Commodities: Platinum, silver futures jump on weaker US dollar
Updated : 19:52
Precious metals stole the show as a much weaker-than-expected reading on the US services sector left traders in the US dollar licking their wounds.
A weak reading on the US ISM´s service sector purchasing manager´s index for the month of August saw the US dollar spot index drop like a stone, to trade down by 1.01% at 94.872 as of 1855 BST.
In parallel, Bloomberg´s commodity index was up by 0.39% to 83.31.
Worth noting in that regard, Morgan Stanley cautioned clients that the risk of the European Central Bank and Bank of Japan surprising negatively was greater than that of the Federal Reserve doing so.

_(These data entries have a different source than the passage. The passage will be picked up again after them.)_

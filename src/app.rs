//! Application struct that encapsulates server assembly and serving logic.

use crate::cli::RunArgs;
use arc_swap::ArcSwap;
use std::sync::Arc;
use std::time::Duration;
use warden_core::config::{Config, ConfigWatcher};
use warden_core::jobs::{JobRegistry, MemoryJobStore};
use warden_core::lifecycle::signal::SignalHandler;
use warden_core::lifecycle::{self, Lifecycle};
use warden_core::profile::MemoryProfileStore;
use warden_core::rate_limit::{MemoryRateLimitStore, RateLimiter};
use warden_server::{AppState, Services};

/// How often expired rate-limit windows are dropped from memory.
const RATE_LIMIT_PURGE_INTERVAL: Duration = Duration::from_secs(60);

pub struct Application {
    config: Arc<ArcSwap<Config>>,
    app_router: axum::Router,
    config_path: String,
    rate_limiter: Arc<RateLimiter>,
    rate_limit_store: Arc<MemoryRateLimitStore>,
    lifecycle: Box<dyn Lifecycle>,
    shutdown_timeout: u64,
}

impl Application {
    /// Build the application from CLI args: load config, create the backing
    /// stores and job registry, and assemble the router.
    pub fn build(args: &RunArgs) -> anyhow::Result<Self> {
        let config_path = args.config.config.clone();
        let mut config = match Config::load(&config_path) {
            Ok(config) => config,
            Err(e) if std::path::Path::new(&config_path).exists() => {
                return Err(e.context(format!("invalid config '{config_path}'")));
            }
            Err(e) => {
                tracing::warn!("Failed to load config from '{config_path}': {e}, using defaults");
                Config::default()
            }
        };

        // CLI overrides
        if let Some(ref host) = args.host {
            config.host = host.clone();
        }
        if let Some(port) = args.port {
            config.port = port;
        }

        if config.resolve_internal_secret().is_none() {
            tracing::warn!("No internal secret configured, /internal routes will refuse every call");
        }

        let rate_limit_store = Arc::new(MemoryRateLimitStore::new());
        let registry = Arc::new(JobRegistry::builtin(&config.jobs));
        tracing::info!(
            job_types = registry.len(),
            queues = ?registry.queues(),
            "Job registry ready"
        );

        let services = Services {
            rate_limit_store: rate_limit_store.clone(),
            auth: warden_server::auth_resolver_for(&config),
            registry,
            jobs: Arc::new(MemoryJobStore::new()),
            profiles: Arc::new(MemoryProfileStore::new()),
        };
        let config = Arc::new(ArcSwap::from_pointee(config));
        let state = AppState::new(config.clone(), services);
        let rate_limiter = state.rate_limiter.clone();
        let app_router = warden_server::build_router(state);

        Ok(Self {
            config,
            app_router,
            config_path,
            rate_limiter,
            rate_limit_store,
            lifecycle: lifecycle::detect_lifecycle(),
            shutdown_timeout: args.shutdown_timeout,
        })
    }

    /// Start serving HTTP/HTTPS, handle signals, and drain gracefully.
    pub async fn serve(self) -> anyhow::Result<()> {
        let Self {
            config,
            app_router,
            config_path,
            rate_limiter,
            rate_limit_store,
            lifecycle,
            shutdown_timeout,
        } = self;

        // Config file watcher
        let watcher_rate_limiter = rate_limiter.clone();
        let _watcher = match ConfigWatcher::start(config_path.clone(), config.clone(), move |new_cfg| {
            watcher_rate_limiter.update_config(&new_cfg.rate_limit);
            tracing::info!(
                rate_limit_enabled = new_cfg.rate_limit.enabled,
                fail_mode = ?new_cfg.rate_limit.fail_mode,
                "Config reloaded from file"
            );
        }) {
            Ok(watcher) => Some(watcher),
            Err(e) => {
                tracing::warn!("Config watcher not started for '{config_path}': {e}");
                None
            }
        };

        let (signal_handler, shutdown_rx) = SignalHandler::new();

        // SIGHUP reload
        let reload_config = config.clone();
        let reload_rate_limiter = rate_limiter.clone();
        let reload_path = config_path.clone();
        let reload_lifecycle: Arc<dyn Lifecycle> = Arc::from(lifecycle::detect_lifecycle());
        let reload_fn = move || {
            reload_lifecycle.on_reloading();
            match Config::load(&reload_path) {
                Ok(new_cfg) => {
                    reload_rate_limiter.update_config(&new_cfg.rate_limit);
                    reload_config.store(Arc::new(new_cfg));
                    reload_lifecycle.on_reloaded();
                }
                Err(e) => {
                    tracing::error!("SIGHUP config reload failed: {e}");
                }
            }
        };

        tokio::spawn(async move {
            if let Err(e) = signal_handler.run(reload_fn).await {
                tracing::error!("Signal handler failed: {e}");
            }
        });

        // Expired window cleanup
        let mut purge_shutdown = shutdown_rx.clone();
        tokio::spawn(async move {
            let mut interval = tokio::time::interval(RATE_LIMIT_PURGE_INTERVAL);
            loop {
                tokio::select! {
                    _ = interval.tick() => {
                        let removed = rate_limit_store.purge_expired(chrono::Utc::now());
                        if removed > 0 {
                            tracing::debug!(removed, remaining = rate_limit_store.len(), "Purged rate-limit windows");
                        }
                    }
                    _ = purge_shutdown.wait_for(|v| *v) => break,
                }
            }
        });

        // Bind and serve
        let cfg = config.load_full();
        let addr = format!("{}:{}", cfg.host, cfg.port);

        if cfg.tls.enable {
            serve_tls(&addr, &cfg, app_router, shutdown_rx, &*lifecycle, shutdown_timeout).await?;
        } else {
            serve_http(&addr, app_router, shutdown_rx, &*lifecycle, shutdown_timeout).await?;
        }

        tracing::info!("Server shut down.");
        Ok(())
    }
}

async fn serve_http(
    addr: &str,
    app_router: axum::Router,
    mut shutdown_rx: tokio::sync::watch::Receiver<bool>,
    lifecycle: &dyn Lifecycle,
    shutdown_timeout: u64,
) -> anyhow::Result<()> {
    tracing::info!("Starting HTTP server on {addr}");
    let listener = tokio::net::TcpListener::bind(addr).await?;
    lifecycle.on_ready(addr);

    let shutdown = async move {
        let _ = shutdown_rx.wait_for(|v| *v).await;
    };

    axum::serve(listener, app_router)
        .with_graceful_shutdown(shutdown)
        .await?;

    lifecycle.on_stopping();
    tokio::time::sleep(Duration::from_secs(shutdown_timeout.min(1))).await;
    Ok(())
}

async fn serve_tls(
    addr: &str,
    cfg: &Config,
    app_router: axum::Router,
    mut shutdown_rx: tokio::sync::watch::Receiver<bool>,
    lifecycle: &dyn Lifecycle,
    shutdown_timeout: u64,
) -> anyhow::Result<()> {
    use rustls_pki_types::{CertificateDer, PrivateKeyDer, pem::PemObject};

    let (Some(cert_path), Some(key_path)) = (cfg.tls.cert.as_ref(), cfg.tls.key.as_ref()) else {
        anyhow::bail!("TLS enabled but cert or key path missing");
    };

    let certs: Vec<CertificateDer<'static>> =
        CertificateDer::pem_file_iter(cert_path)?.collect::<Result<Vec<_>, _>>()?;
    let key = PrivateKeyDer::from_pem_file(key_path)?;

    let tls_config = rustls::ServerConfig::builder()
        .with_no_client_auth()
        .with_single_cert(certs, key)?;
    let tls_acceptor = tokio_rustls::TlsAcceptor::from(Arc::new(tls_config));

    tracing::info!("Starting HTTPS server on {addr}");
    let listener = tokio::net::TcpListener::bind(addr).await?;
    lifecycle.on_ready(addr);

    loop {
        tokio::select! {
            result = listener.accept() => {
                let (stream, peer_addr) = match result {
                    Ok(accepted) => accepted,
                    Err(e) => {
                        tracing::warn!("TCP accept failed: {e}");
                        continue;
                    }
                };
                let acceptor = tls_acceptor.clone();
                let router = app_router.clone();
                tokio::spawn(async move {
                    let tls_stream = match acceptor.accept(stream).await {
                        Ok(s) => s,
                        Err(e) => {
                            tracing::debug!("TLS accept error from {peer_addr}: {e}");
                            return;
                        }
                    };
                    let io = hyper_util::rt::TokioIo::new(tls_stream);
                    let service = hyper::service::service_fn(
                        move |req: hyper::Request<hyper::body::Incoming>| {
                            let router = router.clone();
                            async move {
                                let (parts, body) = req.into_parts();
                                let req = axum::http::Request::from_parts(parts, axum::body::Body::new(body));
                                tower::ServiceExt::oneshot(router, req).await
                            }
                        },
                    );
                    if let Err(e) = hyper_util::server::conn::auto::Builder::new(
                        hyper_util::rt::TokioExecutor::new(),
                    )
                    .serve_connection(io, service)
                    .await
                    {
                        tracing::debug!("TLS connection error from {peer_addr}: {e}");
                    }
                });
            }
            _ = shutdown_rx.wait_for(|v| *v) => {
                tracing::info!("Stopping TLS listener, waiting for connections to drain...");
                break;
            }
        }
    }

    lifecycle.on_stopping();
    tokio::time::sleep(Duration::from_secs(shutdown_timeout.min(5))).await;
    Ok(())
}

"We are below-consensus on US and EU growth, and believe China slows in 2H," the bank´s strategists said in a research note dated 5 September.
Morgan Stanley also expected crude oil and iron futures to trade lower.
Against that backdrop, December 2016 silver futures on COMEX jumped 4.23% to $20.19 an ounce with spot platinum racing up 2.94% alongside it to $1,102.70 per ounce.
Gold futures also ended the session notably higher.
Over in the energy space it was a mixed picture, with October 2016 NYMEX natural gas erasing 2.69% to change hands at $2.72/MMBtu as November-dated Brent futures dropped 0.94% to $47.18 a barrel on the same exchange.
Earlier in the day, albeit amid slightly contradictory reports, a top Iranian official appeared to leave the door open to negotiations to freeze oil output towards theend of 2016, once the country´s output had regained its pre-sanctions levels.
It was difficult to distiguish a trend in agricultural futures as well, with the benchmark corn and wheat contracts sporting modest losses on the CBoT, but cotton #2 ICE-traded futures higher by 1.78% to $69.00 a pound.